● WORK REQUIRED: Please copy every line of the records below that holds the word "after".

● PROVIDED MATERIAL:

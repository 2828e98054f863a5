//! Error types for the point ledger

use thiserror::Error;

/// Result type for ledger operations
pub type Result<T> = std::result::Result<T, Error>;

/// Ledger errors
#[derive(Error, Debug)]
pub enum Error {
    /// User id is not a positive identifier
    #[error("Invalid user: {0}")]
    InvalidUser(i64),

    /// Requested amount is outside the accepted bounds
    #[error("Invalid argument: {0}")]
    InvalidArgument(String),

    /// Charge would push the balance over the ceiling
    #[error("Balance exceeds max: {current} + {amount} > {max}")]
    BalanceExceedsMax {
        /// Balance before the attempt
        current: i64,
        /// Requested charge
        amount: i64,
        /// Configured ceiling
        max: i64,
    },

    /// Use amount is larger than the current balance
    #[error("Insufficient balance: {current} < {amount}")]
    InsufficientBalance {
        /// Balance before the attempt
        current: i64,
        /// Requested use
        amount: i64,
    },

    /// No history records exist for the user
    #[error("History not found for user {0}")]
    HistoryNotFound(i64),

    /// Per-user lock was not acquired within the configured wait
    #[error("Lock timeout for user {user_id} after {waited_ms}ms")]
    LockTimeout {
        /// User whose lock was contended
        user_id: i64,
        /// Configured wait bound
        waited_ms: u64,
    },

    /// Storage error
    #[error("Storage error: {0}")]
    Storage(String),

    /// Configuration error
    #[error("Configuration error: {0}")]
    Config(String),

    /// Concurrency error (blocking task panicked or was cancelled)
    #[error("Concurrency error: {0}")]
    Concurrency(String),

    /// Metrics registration error
    #[error("Metrics error: {0}")]
    Metrics(#[from] prometheus::Error),

    /// IO error
    #[error("IO error: {0}")]
    Io(#[from] std::io::Error),

    /// Any other failure
    #[error("Unexpected error: {0}")]
    Unexpected(String),
}

impl Error {
    /// Whether the failure was caused by the request rather than the server.
    ///
    /// Client errors are never worth retrying with the same input.
    pub fn is_client_error(&self) -> bool {
        matches!(
            self,
            Error::InvalidUser(_)
                | Error::InvalidArgument(_)
                | Error::BalanceExceedsMax { .. }
                | Error::InsufficientBalance { .. }
                | Error::HistoryNotFound(_)
        )
    }
}
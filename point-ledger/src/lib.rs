//! Point Ledger
//!
//! Per-user point balances with charge/use mutations and an append-only
//! transaction history.
//!
//! # Architecture
//!
//! - **Lock Registry**: one fair lock per user, created on first use
//! - **Per-user serialization**: mutations for one user never interleave
//! - **Independence**: different users never wait on each other
//! - **Injected stores**: balance and history tables behind traits
//!
//! # Invariants
//!
//! - `0 <= balance <= MAX_POINT_BALANCE` before and after every operation
//! - Every successful charge/use appends exactly one history record
//! - Rejected operations write nothing

#![forbid(unsafe_code)]
#![warn(
    missing_docs,
    rust_2018_idioms,
    missing_debug_implementations,
    clippy::all
)]

pub mod types;
pub mod storage;
pub mod ledger;
pub mod lock;
pub mod error;
pub mod handle;
pub mod config;
pub mod metrics;

// Re-exports
pub use error::{Error, Result};
pub use types::{PointHistory, TransactionType, UserId, UserPoint};
pub use ledger::PointLedger;
pub use handle::LedgerHandle;
pub use lock::{LockRegistry, UserLock, UserLockGuard};
pub use storage::{BalanceStore, HistoryStore, InMemoryBalanceStore, InMemoryHistoryStore};
pub use config::Config;
//! Point ledger command driver
//!
//! Reads one command per line from stdin and prints one JSON line per result:
//!
//! ```text
//! charge <user_id> <amount>
//! use <user_id> <amount>
//! balance <user_id>
//! history <user_id>
//! metrics
//! ```

use anyhow::{bail, Context};
use point_ledger::{Config, LedgerHandle, PointLedger};
use serde_json::{json, Value};
use std::sync::Arc;
use tokio::io::{AsyncBufReadExt, AsyncWriteExt, BufReader};

#[tokio::main]
async fn main() -> anyhow::Result<()> {
    // Initialize tracing (stderr, so stdout stays machine readable)
    tracing_subscriber::fmt()
        .with_writer(std::io::stderr)
        .with_env_filter(
            tracing_subscriber::EnvFilter::from_default_env()
                .add_directive(tracing::Level::INFO.into()),
        )
        .init();

    // Load configuration
    let config = match std::env::var("POINT_LEDGER_CONFIG") {
        Ok(path) => Config::from_file(&path)
            .with_context(|| format!("loading config from {}", path))?,
        Err(_) => Config::from_env().context("loading config from environment")?,
    };

    tracing::info!(
        service = %config.service_name,
        version = %config.service_version,
        "Starting point ledger"
    );

    let ledger = Arc::new(PointLedger::in_memory(&config)?);
    let handle = LedgerHandle::new(ledger);

    let mut lines = BufReader::new(tokio::io::stdin()).lines();
    let mut stdout = tokio::io::stdout();

    while let Some(line) = lines.next_line().await? {
        let line = line.trim();
        if line.is_empty() || line.starts_with('#') {
            continue;
        }

        let output = match execute(&handle, line).await {
            Ok(value) => value,
            Err(err) => error_json(&err),
        };

        stdout.write_all(output.to_string().as_bytes()).await?;
        stdout.write_all(b"\n").await?;
        stdout.flush().await?;
    }

    tracing::info!("Input closed, shutting down point ledger");
    Ok(())
}

async fn execute(handle: &LedgerHandle, line: &str) -> anyhow::Result<Value> {
    let parts: Vec<&str> = line.split_whitespace().collect();

    let value = match parts.as_slice() {
        ["charge", user, amount] => {
            let balance = handle.charge(user.parse()?, amount.parse()?).await?;
            serde_json::to_value(balance)?
        }
        ["use", user, amount] => {
            let balance = handle.use_points(user.parse()?, amount.parse()?).await?;
            serde_json::to_value(balance)?
        }
        ["balance", user] => serde_json::to_value(handle.balance_of(user.parse()?).await?)?,
        ["history", user] => serde_json::to_value(handle.history_of(user.parse()?).await?)?,
        ["metrics"] => json!({ "metrics": handle.ledger().metrics().encode_text()? }),
        _ => bail!("unrecognized command: {}", line),
    };

    Ok(value)
}

fn error_json(err: &anyhow::Error) -> Value {
    let client_error = match err.downcast_ref::<point_ledger::Error>() {
        Some(ledger_err) => ledger_err.is_client_error(),
        // Malformed input
        None => true,
    };

    json!({ "error": err.to_string(), "client_error": client_error })
}
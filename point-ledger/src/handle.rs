//! Async access to the ledger
//!
//! Ledger mutations park the calling thread while waiting for a user's lock,
//! which must never happen on an async executor thread. [`LedgerHandle`]
//! runs each call on Tokio's blocking pool instead, so async transports can
//! share one ledger with plain threads.
//!
//! ```text
//! ┌──────────────────────────────────────┐
//! │   async callers (transport tasks)    │
//! └──────────────────┬───────────────────┘
//!                    │ LedgerHandle (Clone)
//!                    ▼
//! ┌──────────────────────────────────────┐
//! │      tokio blocking thread pool      │
//! └──────────────────┬───────────────────┘
//!                    │ Arc<PointLedger>
//!                    ▼
//! ┌──────────────────────────────────────┐
//! │  LockRegistry -> stores (per user)   │
//! └──────────────────────────────────────┘
//! ```

use crate::{
    types::{PointHistory, UserPoint},
    Error, PointLedger, Result,
};
use std::sync::Arc;

/// Cloneable async handle to a shared ledger
#[derive(Debug, Clone)]
pub struct LedgerHandle {
    ledger: Arc<PointLedger>,
}

impl LedgerHandle {
    /// Create new handle
    pub fn new(ledger: Arc<PointLedger>) -> Self {
        Self { ledger }
    }

    /// Shared ledger behind this handle
    pub fn ledger(&self) -> &Arc<PointLedger> {
        &self.ledger
    }

    /// Charge points
    pub async fn charge(&self, user_id: i64, amount: i64) -> Result<UserPoint> {
        self.run(move |ledger| ledger.charge(user_id, amount)).await
    }

    /// Use points
    pub async fn use_points(&self, user_id: i64, amount: i64) -> Result<UserPoint> {
        self.run(move |ledger| ledger.use_points(user_id, amount)).await
    }

    /// Get balance
    pub async fn balance_of(&self, user_id: i64) -> Result<UserPoint> {
        self.run(move |ledger| ledger.balance_of(user_id)).await
    }

    /// Get history
    pub async fn history_of(&self, user_id: i64) -> Result<Vec<PointHistory>> {
        self.run(move |ledger| ledger.history_of(user_id)).await
    }

    async fn run<T, F>(&self, op: F) -> Result<T>
    where
        T: Send + 'static,
        F: FnOnce(&PointLedger) -> Result<T> + Send + 'static,
    {
        let ledger = Arc::clone(&self.ledger);

        tokio::task::spawn_blocking(move || op(&ledger))
            .await
            .map_err(|e| Error::Concurrency(format!("Ledger task failed: {}", e)))?
    }
}
//! Balance and history stores
//!
//! The ledger talks to storage only through [`BalanceStore`] and
//! [`HistoryStore`]. Each call is atomic on its own; nothing spans two calls,
//! so the ledger never relies on the store for per-user exclusion.
//!
//! The in-memory implementations can sleep on access to stand in for the
//! latency of a real table, which is what makes contention observable in
//! tests.

use crate::{
    config::StoreConfig,
    error::Result,
    types::{PointHistory, TransactionType, UserId, UserPoint},
};
use chrono::{DateTime, Utc};
use dashmap::DashMap;
use std::sync::atomic::{AtomicU64, Ordering};
use std::time::Duration;

/// Keyed balance table
pub trait BalanceStore: Send + Sync {
    /// Current balance, or `None` if the user was never written
    fn get(&self, user_id: UserId) -> Result<Option<UserPoint>>;

    /// Store `point` for the user and return the stored row with a fresh
    /// timestamp that is never earlier than the previous one for this key
    fn put(&self, user_id: UserId, point: i64) -> Result<UserPoint>;
}

/// Append-only history table
pub trait HistoryStore: Send + Sync {
    /// Append a record and return it with its assigned id
    fn append(
        &self,
        user_id: UserId,
        amount: i64,
        kind: TransactionType,
        timestamp: DateTime<Utc>,
    ) -> Result<PointHistory>;

    /// All records of a user in insertion order
    fn all_by_user(&self, user_id: UserId) -> Result<Vec<PointHistory>>;
}

/// In-memory balance table
#[derive(Debug, Default)]
pub struct InMemoryBalanceStore {
    rows: DashMap<UserId, UserPoint>,
    read_latency: Duration,
    write_latency: Duration,
}

impl InMemoryBalanceStore {
    /// Store without artificial latency
    pub fn new() -> Self {
        Self::default()
    }

    /// Store configured from `StoreConfig`
    pub fn with_config(config: &StoreConfig) -> Self {
        Self {
            rows: DashMap::new(),
            read_latency: Duration::from_millis(config.read_latency_ms),
            write_latency: Duration::from_millis(config.write_latency_ms),
        }
    }

    /// Number of users with a stored balance
    pub fn len(&self) -> usize {
        self.rows.len()
    }

    /// Whether no balance has been stored
    pub fn is_empty(&self) -> bool {
        self.rows.is_empty()
    }
}

impl BalanceStore for InMemoryBalanceStore {
    fn get(&self, user_id: UserId) -> Result<Option<UserPoint>> {
        simulate_latency(self.read_latency);
        Ok(self.rows.get(&user_id).map(|row| row.value().clone()))
    }

    fn put(&self, user_id: UserId, point: i64) -> Result<UserPoint> {
        simulate_latency(self.write_latency);

        let now = Utc::now();
        let mut row = self.rows.entry(user_id).or_insert_with(|| UserPoint {
            id: user_id,
            point: 0,
            updated_at: now,
        });

        // Wall clock may step backwards; keep per-key timestamps monotonic
        row.updated_at = now.max(row.updated_at);
        row.point = point;

        tracing::trace!(user_id = %user_id, point, "Balance stored");
        Ok(row.value().clone())
    }
}

/// In-memory history table
#[derive(Debug, Default)]
pub struct InMemoryHistoryStore {
    records: DashMap<UserId, Vec<PointHistory>>,
    next_id: AtomicU64,
}

impl InMemoryHistoryStore {
    /// Empty history table
    pub fn new() -> Self {
        Self::default()
    }

    /// Total records across all users
    pub fn total_records(&self) -> usize {
        self.records.iter().map(|entry| entry.value().len()).sum()
    }
}

impl HistoryStore for InMemoryHistoryStore {
    fn append(
        &self,
        user_id: UserId,
        amount: i64,
        kind: TransactionType,
        timestamp: DateTime<Utc>,
    ) -> Result<PointHistory> {
        let record = PointHistory {
            id: self.next_id.fetch_add(1, Ordering::Relaxed) + 1,
            user_id,
            amount,
            kind,
            timestamp,
        };

        // Only this user's shard is write-locked for the push
        self.records.entry(user_id).or_default().push(record.clone());

        tracing::trace!(user_id = %user_id, history_id = record.id, %kind, amount, "History appended");
        Ok(record)
    }

    fn all_by_user(&self, user_id: UserId) -> Result<Vec<PointHistory>> {
        Ok(self
            .records
            .get(&user_id)
            .map(|entry| entry.value().clone())
            .unwrap_or_default())
    }
}

fn simulate_latency(latency: Duration) {
    if !latency.is_zero() {
        std::thread::sleep(latency);
    }
}

#[cfg(test)]
mod tests {
    use super::*;

    fn user(id: i64) -> UserId {
        UserId::new(id).unwrap()
    }

    #[test]
    fn test_get_unknown_user_is_none() {
        let store = InMemoryBalanceStore::new();
        assert!(store.get(user(1)).unwrap().is_none());
        assert!(store.is_empty());
    }

    #[test]
    fn test_put_then_get() {
        let store = InMemoryBalanceStore::new();

        let stored = store.put(user(1), 5_000).unwrap();
        assert_eq!(stored.point, 5_000);

        let fetched = store.get(user(1)).unwrap().unwrap();
        assert_eq!(fetched, stored);
        assert_eq!(store.len(), 1);
    }

    #[test]
    fn test_put_timestamps_never_go_backwards() {
        let store = InMemoryBalanceStore::new();

        let first = store.put(user(1), 1_000).unwrap();
        let second = store.put(user(1), 2_000).unwrap();
        assert!(second.updated_at >= first.updated_at);
    }

    #[test]
    fn test_write_latency_applied() {
        let store = InMemoryBalanceStore::with_config(&StoreConfig {
            read_latency_ms: 0,
            write_latency_ms: 20,
        });

        let start = std::time::Instant::now();
        store.put(user(1), 1).unwrap();
        assert!(start.elapsed() >= Duration::from_millis(20));
    }

    #[test]
    fn test_history_keeps_insertion_order_per_user() {
        let store = InMemoryHistoryStore::new();

        store.append(user(1), 500, TransactionType::Charge, Utc::now()).unwrap();
        store.append(user(2), 700, TransactionType::Charge, Utc::now()).unwrap();
        store.append(user(1), 1_000, TransactionType::Use, Utc::now()).unwrap();
        store.append(user(1), 2_000, TransactionType::Charge, Utc::now()).unwrap();

        let records = store.all_by_user(user(1)).unwrap();
        let amounts: Vec<i64> = records.iter().map(|r| r.amount).collect();
        assert_eq!(amounts, vec![500, 1_000, 2_000]);
        assert!(records.windows(2).all(|w| w[0].id < w[1].id));
        assert_eq!(store.total_records(), 4);
    }

    #[test]
    fn test_concurrent_appends_for_distinct_users() {
        let store = std::sync::Arc::new(InMemoryHistoryStore::new());
        let barrier = std::sync::Arc::new(std::sync::Barrier::new(8));

        let handles: Vec<_> = (1..=8)
            .map(|id| {
                let store = std::sync::Arc::clone(&store);
                let barrier = std::sync::Arc::clone(&barrier);
                std::thread::spawn(move || {
                    barrier.wait();
                    for amount in 1..=50 {
                        store
                            .append(user(id), amount, TransactionType::Charge, Utc::now())
                            .unwrap();
                    }
                })
            })
            .collect();

        for handle in handles {
            handle.join().unwrap();
        }

        assert_eq!(store.total_records(), 400);
        let mut ids = Vec::new();
        for id in 1..=8 {
            let records = store.all_by_user(user(id)).unwrap();
            let amounts: Vec<i64> = records.iter().map(|r| r.amount).collect();
            assert_eq!(amounts, (1..=50).collect::<Vec<_>>());
            assert!(records.iter().all(|r| r.user_id == user(id)));
            ids.extend(records.iter().map(|r| r.id));
        }
        ids.sort_unstable();
        ids.dedup();
        assert_eq!(ids.len(), 400);
    }

    #[test]
    fn test_history_of_unknown_user_is_empty() {
        let store = InMemoryHistoryStore::new();
        assert!(store.all_by_user(user(42)).unwrap().is_empty());
    }
}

● RESULT OF THIS EXERCISE:
    #[error("Lock timeout for user {user_id} after {waited_ms}ms")]
//! - `0 <= balance <= MAX_POINT_BALANCE` before and after every operation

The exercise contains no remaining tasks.